Lo que se necesita para llegar a una filosofía científica es una reorientación de los deseos filosóficos. A menos que los objetivos de la filosofía especulativa se consideren inalcanzables, no pueden comprenderse los logros de la filosofía científica. El lenguaje de imágenes es la forma natural de expresión del poeta; pero el filósofo debe renunciar al uso de imágenes sugestivas para sus explicaciones si quiere entender la filosofía científica. El deseo de certidumbre absoluta puede parecemos un objetivo admirable, pero el filósofo científico debe evitar la falacia de considerar hábitos condicionados como postulados de la razón y debe aprender que el conocimiento probable es una base bastante sólida para responder a todas las preguntas que puedan hacerse razonablemente. El deseo de establecer directrices morales por un acto de cognición moral es comprensible; pero el filósofo científico debe renunciar a la búsqueda de una guía moral, que llevó a otros a concebir la moralidad como una forma de conocimiento adquirida por penetración en un mundo superior. La verdad viene de fuera: la observación de los objetos físicos nos dice qué es lo verdadero. Pero la ética viene de dentro: expresa un "yo quiero", no un "hay". Es ésta la reorientación de los deseos filosóficos que necesita el filósofo científico. Los que puedan controlar sus deseos descubrirán que ganan mucho más de lo que pierden.

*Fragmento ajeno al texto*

//! Registry credentials as cluster secrets
//!
//! | Registry     | Secret                 | Type                             | Key                 |
//! |--------------|------------------------|----------------------------------|---------------------|
//! | DOCKER_HUB   | `registry-credentials` | `kubernetes.io/dockerconfigjson` | `.dockerconfigjson` |
//! | HTTP         | `registry-credentials` | `kubernetes.io/dockerconfigjson` | `.dockerconfigjson` |
//! | AMAZON_ECR   | `aws-credentials`      | `Opaque`                         | `credentials`       |
//! | GCR          | `gcr-credentials`      | `Opaque`                         | `gcr-key.json`      |
//!
//! Anonymous HTTP registries get no secret. Every registry type updates the
//! controller config map with `registryType` and `dockerRegistry`.

use std::collections::BTreeMap;
use std::fmt;
use std::path::PathBuf;

use async_trait::async_trait;
use base64::Engine;
use base64::engine::general_purpose::STANDARD as BASE64;
use k8s_openapi::ByteString;
use k8s_openapi::api::core::v1::{ConfigMap, Secret};
use k8s_openapi::apimachinery::pkg::apis::meta::v1::ObjectMeta;
use kube::Client;
use kube::api::{Api, Patch, PatchParams};
use thiserror::Error;

use apiop_core::{CredentialError, CredentialSet, RegistryType};

use crate::error::{KubeError, Result};
use crate::resources::FIELD_MANAGER;

pub const DOCKER_CONFIG_SECRET: &str = "registry-credentials";
pub const AWS_SECRET: &str = "aws-credentials";
pub const GCR_SECRET: &str = "gcr-credentials";

pub const DOCKER_CONFIG_TYPE: &str = "kubernetes.io/dockerconfigjson";
pub const OPAQUE_TYPE: &str = "Opaque";

const DOCKER_CONFIG_KEY: &str = ".dockerconfigjson";
const AWS_KEY: &str = "credentials";
const GCR_KEY: &str = "gcr-key.json";

/// Docker Hub's registry server in docker config files
pub const DOCKER_HUB_SERVER: &str = "https://index.docker.io/v1/";

/// Config map keys read by the controller
pub const REGISTRY_TYPE_KEY: &str = "registryType";
pub const REPOSITORY_KEY: &str = "dockerRegistry";

const MANAGED_BY_LABEL: &str = "app.kubernetes.io/managed-by";

/// Field manager of the registry entries in the controller config map
///
/// Distinct from [`FIELD_MANAGER`], which owns the rest of the config map
/// through the bundle apply. Applying the entries under the bundle's manager
/// would prune every other key the bundle set.
pub const REGISTRY_FIELD_MANAGER: &str = "apiop-registry";

/// Secret to write; data values are never printed
#[derive(Clone, PartialEq, Eq)]
pub struct SecretSpec {
    pub name: String,
    pub type_: String,
    pub data: BTreeMap<String, Vec<u8>>,
}

impl fmt::Debug for SecretSpec {
    fn fmt(&self, f: &mut fmt::Formatter<'_>) -> fmt::Result {
        f.debug_struct("SecretSpec")
            .field("name", &self.name)
            .field("type_", &self.type_)
            .field("keys", &self.data.keys().collect::<Vec<_>>())
            .finish()
    }
}

/// Cluster-visible storage for secrets and controller settings
#[async_trait]
pub trait SecretStore: Send + Sync {
    /// Create or overwrite a secret
    async fn put_secret(&self, namespace: &str, secret: &SecretSpec) -> Result<()>;

    /// Set keys of a config map, leaving the keys set by the bundle in place
    async fn set_config_entries(
        &self,
        namespace: &str,
        name: &str,
        entries: &BTreeMap<String, String>,
    ) -> Result<()>;
}

/// Secret store backed by the Kubernetes API (server-side apply)
pub struct KubeSecretStore {
    client: Client,
}

impl KubeSecretStore {
    pub fn new(client: Client) -> Self {
        Self { client }
    }

    fn apply_params(manager: &str) -> PatchParams {
        let mut params = PatchParams::apply(manager);
        params.force = true;
        params
    }
}

/// Apply parameters and body for the registry entries of a config map
fn config_entries_patch(
    namespace: &str,
    name: &str,
    entries: &BTreeMap<String, String>,
) -> (PatchParams, ConfigMap) {
    let config_map = ConfigMap {
        metadata: ObjectMeta {
            name: Some(name.to_string()),
            namespace: Some(namespace.to_string()),
            ..Default::default()
        },
        data: Some(entries.clone()),
        ..Default::default()
    };
    (
        KubeSecretStore::apply_params(REGISTRY_FIELD_MANAGER),
        config_map,
    )
}

fn managed_labels() -> BTreeMap<String, String> {
    BTreeMap::from([(MANAGED_BY_LABEL.to_string(), "apiop".to_string())])
}

#[async_trait]
impl SecretStore for KubeSecretStore {
    async fn put_secret(&self, namespace: &str, spec: &SecretSpec) -> Result<()> {
        let api: Api<Secret> = Api::namespaced(self.client.clone(), namespace);
        let data = spec
            .data
            .iter()
            .map(|(k, v)| (k.clone(), ByteString(v.clone())))
            .collect();

        let secret = Secret {
            metadata: ObjectMeta {
                name: Some(spec.name.clone()),
                namespace: Some(namespace.to_string()),
                labels: Some(managed_labels()),
                ..Default::default()
            },
            type_: Some(spec.type_.clone()),
            data: Some(data),
            ..Default::default()
        };

        api.patch(
            &spec.name,
            &Self::apply_params(FIELD_MANAGER),
            &Patch::Apply(&secret),
        )
            .await?;
        Ok(())
    }

    async fn set_config_entries(
        &self,
        namespace: &str,
        name: &str,
        entries: &BTreeMap<String, String>,
    ) -> Result<()> {
        let api: Api<ConfigMap> = Api::namespaced(self.client.clone(), namespace);
        let (params, config_map) = config_entries_patch(namespace, name, entries);

        api.patch(name, &params, &Patch::Apply(&config_map)).await?;
        Ok(())
    }
}

/// Failure to persist registry credentials
#[derive(Debug, Error)]
pub enum PersistError {
    #[error("credentials file '{}' is not readable: {source}", .path.display())]
    KeyFileUnreadable {
        path: PathBuf,
        #[source]
        source: std::io::Error,
    },

    #[error(transparent)]
    Credentials(CredentialError),

    #[error("writing to the cluster failed: {0}")]
    Store(#[from] KubeError),
}

impl From<CredentialError> for PersistError {
    fn from(e: CredentialError) -> Self {
        match e {
            CredentialError::KeyFileUnreadable { path, source } => {
                PersistError::KeyFileUnreadable { path, source }
            }
            other => PersistError::Credentials(other),
        }
    }
}

/// What was written
#[derive(Debug, Clone, Default, PartialEq, Eq)]
pub struct PersistReport {
    /// Names of secrets written
    pub secrets: Vec<String>,
    pub config_map: String,
}

/// Writes resolved credentials into the operator namespace
#[derive(Debug, Clone)]
pub struct SecretPersister {
    namespace: String,
    controller_config: String,
}

impl SecretPersister {
    pub fn new(namespace: impl Into<String>, controller_config: impl Into<String>) -> Self {
        Self {
            namespace: namespace.into(),
            controller_config: controller_config.into(),
        }
    }

    pub async fn persist(
        &self,
        store: &dyn SecretStore,
        credentials: &CredentialSet,
    ) -> std::result::Result<PersistReport, PersistError> {
        let mut report = PersistReport {
            config_map: self.controller_config.clone(),
            ..Default::default()
        };

        match registry_secret(credentials)? {
            Some(secret) => {
                store.put_secret(&self.namespace, &secret).await?;
                tracing::info!(
                    namespace = %self.namespace,
                    secret = %secret.name,
                    registry = %credentials.registry,
                    "registry secret written"
                );
                report.secrets.push(secret.name);
            }
            None => {
                tracing::info!(registry = %credentials.registry, "anonymous registry, no secret written");
            }
        }

        let entries = BTreeMap::from([
            (REGISTRY_TYPE_KEY.to_string(), credentials.registry.as_str().to_string()),
            (REPOSITORY_KEY.to_string(), credentials.repository.clone()),
        ]);
        store
            .set_config_entries(&self.namespace, &self.controller_config, &entries)
            .await?;
        tracing::debug!(config_map = %self.controller_config, "controller registry settings updated");

        Ok(report)
    }
}

/// The secret for a credential set; `None` for anonymous registries
pub fn registry_secret(
    credentials: &CredentialSet,
) -> std::result::Result<Option<SecretSpec>, PersistError> {
    if credentials.is_anonymous() {
        return Ok(None);
    }

    let secret = match credentials.registry {
        RegistryType::DockerHub | RegistryType::Http => {
            let username = credentials
                .username
                .as_deref()
                .ok_or(CredentialError::MissingCredential { field: "username" })?;
            let password = credentials
                .resolve_password()?
                .ok_or(CredentialError::MissingCredential { field: "password" })?;
            let server = match credentials.registry {
                RegistryType::DockerHub => DOCKER_HUB_SERVER.to_string(),
                _ => registry_host(&credentials.repository).to_string(),
            };
            let config = docker_config(&server, username, password.expose())?;
            SecretSpec {
                name: DOCKER_CONFIG_SECRET.to_string(),
                type_: DOCKER_CONFIG_TYPE.to_string(),
                data: BTreeMap::from([(DOCKER_CONFIG_KEY.to_string(), config)]),
            }
        }
        RegistryType::AmazonEcr => opaque(AWS_SECRET, AWS_KEY, key_file_content(credentials)?),
        RegistryType::Gcr => opaque(GCR_SECRET, GCR_KEY, key_file_content(credentials)?),
    };

    Ok(Some(secret))
}

fn opaque(name: &str, key: &str, content: Vec<u8>) -> SecretSpec {
    SecretSpec {
        name: name.to_string(),
        type_: OPAQUE_TYPE.to_string(),
        data: BTreeMap::from([(key.to_string(), content)]),
    }
}

fn key_file_content(credentials: &CredentialSet) -> std::result::Result<Vec<u8>, PersistError> {
    Ok(credentials
        .read_key_file()?
        .ok_or(CredentialError::MissingCredential { field: "key-file" })?)
}

/// `.dockerconfigjson` content for one registry server
fn docker_config(server: &str, username: &str, password: &str) -> Result<Vec<u8>> {
    let auth = BASE64.encode(format!("{username}:{password}"));
    let config = serde_json::json!({
        "auths": {
            server: {
                "username": username,
                "password": password,
                "auth": auth,
            }
        }
    });
    Ok(serde_json::to_vec(&config)?)
}

/// Host (and port) part of a repository reference
pub fn registry_host(repository: &str) -> &str {
    let rest = repository
        .strip_prefix("https://")
        .or_else(|| repository.strip_prefix("http://"))
        .unwrap_or(repository);
    rest.split('/').next().unwrap_or(rest)
}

La ganancia, por cierto, es impresionante si se la compara con los resultados de los sistemas filosóficos tradicionales. Permítaseme subrayar nuevamente que no deseo negar los méritos históricos de estos sistemas. Hay un largo camino entre la primera vislumbre de un problema y su clara formulación, y un largo camino también entre ésta y la solución. Muchas de las soluciones actuales tienen su origen en las analogías y en el lenguaje de imágenes de algún antiguo filósofo. Pero nada es tan peligroso, para la comprensión crítica de la filosofía, como considerar esas imágenes y analogías como anticipaciones proféticas de descubrimientos modernos. La primera visión de un problema surge con frecuencia de un ingenuo asombrarse, más que del discernimiento de sus implicaciones de largo alcance. El trabajo y el ingenio invertidos en el desarrollo que llevó a la solución moderna pueden ser tan grandes, e incluso mucho más grandes, que la contribución de los que iniciaron este desarrollo. El respeto que se debe a los antiguos no debe cerramos los ojos a los productos de nuestro tiempo. Se requieren independencia de juicio y agudeza crítica para descubrir los pocos problemas genuinos entre los muchos conceptos vagos y el verbalismo dogmático, legado de la filosofía tradicional. Sólo una cabal comprensión del método científico moderno puede conceder a un filósofo los medios necesarios para resolver esos problemas.